FHIR-like terminology 'binding strengths'?
thomas.beale at openehr.org
Wed Apr 17 04:49:36 EDT 2019
On 16/04/2019 23:37, Grahame Grieve wrote:
> hi Tom
> well we need to be precise about what 'extended' means. If you add
> first level siblings to the previous version of your value set, it
> means your value set was incomplete when published.
> yes. and that's the point. The world gets by on incomplete agreements
well specifying and publishing an incomplete value set in a model
intended as some sort of standard means the authors don't understand
terminology. Consider: if new top-level codes are later found, they
really should be children of an 'other' top-level category in the
original value set.
Nevertheless, I take your point that much of the e-health world doesn't
really know what it is talking about...
> If you want to add children (by far the most common case in
> hierarchical terminologies like SNOMED and ICDx) there's no
> problem, you are just adding more specific choices of a more
> general category you already had.
> actually, that *is* the problem. You're taking an agreement and
> varying from it for no good reason. In a world where everyone has a
> terminology server and time to consult it, that may be harmless. But
> only may (there's deep subtleties there). And that's not a world we
> live in.
there are usually very good reasons: non-A-non-B-hepatitis became half
an alphabet in the last 20y.
>> To be honest, I am not sure that using required at an archetype
>> level would be wise, it may be something that can be used at a
>> template level.
> probably true; any 'required' or other setting should probably
> only be applied at template level.
> I think that's a silly rule. Sometimes, the code is inherent to the
> meaning of the structure. Let people say what they need to where they
> need to.
well I wasn't thinking it should be a rule. What Heath meant (I think)
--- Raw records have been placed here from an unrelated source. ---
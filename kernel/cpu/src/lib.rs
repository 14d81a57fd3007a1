//! An abstraction for naming and grouping CPUs (cores) in an SMP system.
//!
//! * [`CpuId`] names one CPU.
//! * [`CpuMask`] is a set of CPUs, e.g. the present or online CPUs.
//! * [`CpuSet`] is the affinity descriptor user space hands to the scheduler:
//!   a bitmap with an offset and a granularity, one bit per `1 << granularity` CPUs.

#![cfg_attr(not(test), no_std)]

#[macro_use] extern crate static_assertions;

use core::fmt;
use core::sync::atomic::{AtomicU64, Ordering};
use crossbeam_utils::atomic::AtomicCell;
use derive_more::{Display, Binary, Octal, LowerHex, UpperHex};
use kernel_config::sched::MAX_CPUS;

/// A unique identifier for a CPU.
#[derive(
    Clone, Copy, Debug, Display, PartialEq, Eq, PartialOrd, Ord,
    Hash, Binary, Octal, LowerHex, UpperHex,
)]
#[repr(transparent)]
pub struct CpuId(u32);

impl CpuId {
    /// The CPU that boots the system and keeps the system time.
    pub const BOOT: CpuId = CpuId(0);

    pub const fn new(id: u32) -> CpuId {
        CpuId(id)
    }

    /// Returns the inner raw value of this `CpuId`.
    pub const fn value(self) -> u32 {
        self.0
    }

    /// Returns this `CpuId` as an index into per-CPU tables.
    pub const fn index(self) -> usize {
        self.0 as usize
    }
}

impl From<u32> for CpuId {
    fn from(id: u32) -> Self {
        CpuId(id)
    }
}

impl From<CpuId> for u32 {
    fn from(cpu: CpuId) -> Self {
        cpu.0
    }
}

/// An equivalent to `Option<CpuId>`, which internally encodes `None` as `u32::MAX`.
///
/// This keeps it the size of a `u32`, so an `AtomicCell<OptionalCpuId>`
/// compiles down to lock-free native atomic instructions.
#[derive(Clone, Copy, PartialEq, Eq)]
#[repr(transparent)]
pub struct OptionalCpuId(u32);

impl OptionalCpuId {
    pub const NONE: OptionalCpuId = OptionalCpuId(u32::MAX);
}

impl From<Option<CpuId>> for OptionalCpuId {
    fn from(opt: Option<CpuId>) -> Self {
        match opt.map(|v| v.0) {
            Some(u32::MAX) => panic!("CpuId is too big!"),
            Some(cpu_id) => OptionalCpuId(cpu_id),
            None => OptionalCpuId::NONE,
        }
    }
}

impl From<OptionalCpuId> for Option<CpuId> {
    fn from(val: OptionalCpuId) -> Self {
        match val.0 {
            u32::MAX => None,
            v => Some(CpuId(v)),
        }
    }
}

impl fmt::Debug for OptionalCpuId {
    fn fmt(&self, f: &mut fmt::Formatter<'_>) -> fmt::Result {
        write!(f, "{:?}", Option::<CpuId>::from(*self))
    }
}

const_assert!(AtomicCell::<CpuId>::is_lock_free());
const_assert!(AtomicCell::<OptionalCpuId>::is_lock_free());
const_assert!(MAX_CPUS <= 64);


/// A set of CPUs, one bit per CPU.
#[derive(Clone, Copy, Default, PartialEq, Eq)]
pub struct CpuMask(u64);

impl CpuMask {
    pub const fn empty() -> CpuMask {
        CpuMask(0)
    }

    /// Returns a mask containing the first `count` CPUs.
    pub fn first_n(count: usize) -> CpuMask {
        let count = count.min(MAX_CPUS);
        if count == 64 { CpuMask(u64::MAX) } else { CpuMask((1u64 << count) - 1) }
    }

    pub const fn from_bits(bits: u64) -> CpuMask {
        CpuMask(bits)
    }

    pub const fn bits(self) -> u64 {
        self.0
    }

    pub fn contains(self, cpu: CpuId) -> bool {
        cpu.index() < MAX_CPUS && self.0 & (1 << cpu.0) != 0
    }

    pub fn insert(&mut self, cpu: CpuId) {
        if cpu.index() < MAX_CPUS {
            self.0 |= 1 << cpu.0;
        }
    }

    pub fn remove(&mut self, cpu: CpuId) {
        if cpu.index() < MAX_CPUS {
            self.0 &= !(1 << cpu.0);
        }
    }

    pub fn is_empty(self) -> bool {
        self.0 == 0
    }

    pub fn count(self) -> u32 {
        self.0.count_ones()
    }

    /// Returns the lowest-numbered CPU in this mask.
    pub fn first(self) -> Option<CpuId> {
        if self.0 == 0 {
            None
        } else {
            Some(CpuId(self.0.trailing_zeros()))
        }
    }

    /// Iterates over the CPUs in this mask in ascending order.
    pub fn iter(self) -> impl Iterator<Item = CpuId> {
        (0..MAX_CPUS as u32).filter(move |i| self.0 & (1 << i) != 0).map(CpuId)
    }
}

impl fmt::Debug for CpuMask {
    fn fmt(&self, f: &mut fmt::Formatter<'_>) -> fmt::Result {
        f.debug_set().entries(self.iter()).finish()
    }
}

/// A `CpuMask` that can be shared and updated across CPUs.
pub struct AtomicCpuMask(AtomicU64);

impl AtomicCpuMask {
    pub const fn new(mask: CpuMask) -> AtomicCpuMask {
        AtomicCpuMask(AtomicU64::new(mask.0))
    }

    pub fn load(&self) -> CpuMask {
        CpuMask(self.0.load(Ordering::Acquire))
    }

    /// Adds `cpu`, returning whether it was absent before.
    pub fn insert(&self, cpu: CpuId) -> bool {
        if cpu.index() >= MAX_CPUS {
            return false;
        }
        let bit = 1 << cpu.0;
        self.0.fetch_or(bit, Ordering::AcqRel) & bit == 0
    }

    /// Removes `cpu`, returning whether it was present before.
    pub fn remove(&self, cpu: CpuId) -> bool {
        if cpu.index() >= MAX_CPUS {
            return false;
        }
        let bit = 1 << cpu.0;
        self.0.fetch_and(!bit, Ordering::AcqRel) & bit != 0
    }

    pub fn contains(&self, cpu: CpuId) -> bool {
        self.load().contains(cpu)
    }
}


/// An L4 CPU set: `map` bit `n` selects CPUs
/// `offset + (n << granularity) .. offset + ((n + 1) << granularity)`.
///
/// On the wire it is two words: the descriptor word holding the granularity
/// in bits 24..32 and the offset in bits 0..24, followed by the map word.
#[derive(Clone, Copy, Debug, PartialEq, Eq)]
pub struct CpuSet {
    granularity: u8,
    offset: u32,
    map: u64,
}

impl CpuSet {
    pub const fn new(granularity: u8, offset: u32, map: u64) -> CpuSet {
        CpuSet { granularity, offset: offset & 0x00ff_ffff, map }
    }

    /// A set containing every CPU.
    pub const fn all() -> CpuSet {
        CpuSet::new(0, 0, u64::MAX)
    }

    /// Decodes a CPU set from its descriptor word and map word.
    pub const fn from_words(descr: u64, map: u64) -> CpuSet {
        CpuSet::new(((descr >> 24) & 0xff) as u8, (descr & 0x00ff_ffff) as u32, map)
    }

    /// Returns the descriptor word of this set.
    pub const fn descr_word(&self) -> u64 {
        ((self.granularity as u64) << 24) | self.offset as u64
    }

    pub const fn map(&self) -> u64 {
        self.map
    }

    pub const fn granularity(&self) -> u8 {
        self.granularity
    }

    pub const fn offset(&self) -> u32 {
        self.offset
    }

    /// Returns whether `cpu` is selected by this set.
    pub fn contains(&self, cpu: CpuId) -> bool {
        if self.offset > cpu.0 {
            return false;
        }
        let shift = self.granularity as u32;
        if shift >= 32 {
            return self.map & 1 != 0;
        }
        let bit = (cpu.0 - self.offset) >> shift;
        if bit >= u64::BITS {
            return false;
        }
        self.map & (1 << bit) != 0
    }

    /// Returns the lowest-numbered CPU of `available` that this set selects.
    pub fn first(&self, available: CpuMask) -> Option<CpuId> {
        available.iter().find(|cpu| self.contains(*cpu))
    }
}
was that in reality, the 'required' assertion would be most likely at
local / template level, not at central level. But we should not prevent
it being used at any level.
> yep. it's a mess. Only human review can establish if there was a code
> that should have been used. I completely understand why you dislike
> this as a systems engineer. But reality doesn't go away.
> btw, in all my code, I don't treat preferred and example differently
> in code. the only meaningful difference is in the message you give to
> people making templates up, and it's subtle. It was me who invented
> example, and it's proven a very useful way to get designers to be
> concrete about their meaning when they are making designs that are
> about capabilities rather than actual solutions.
It still seems to me that the right model for this concept is more like:
* /conformance/: required | extensible | optional
* /usage/: recommended | example
With only the /conformance /attribute being machine processable.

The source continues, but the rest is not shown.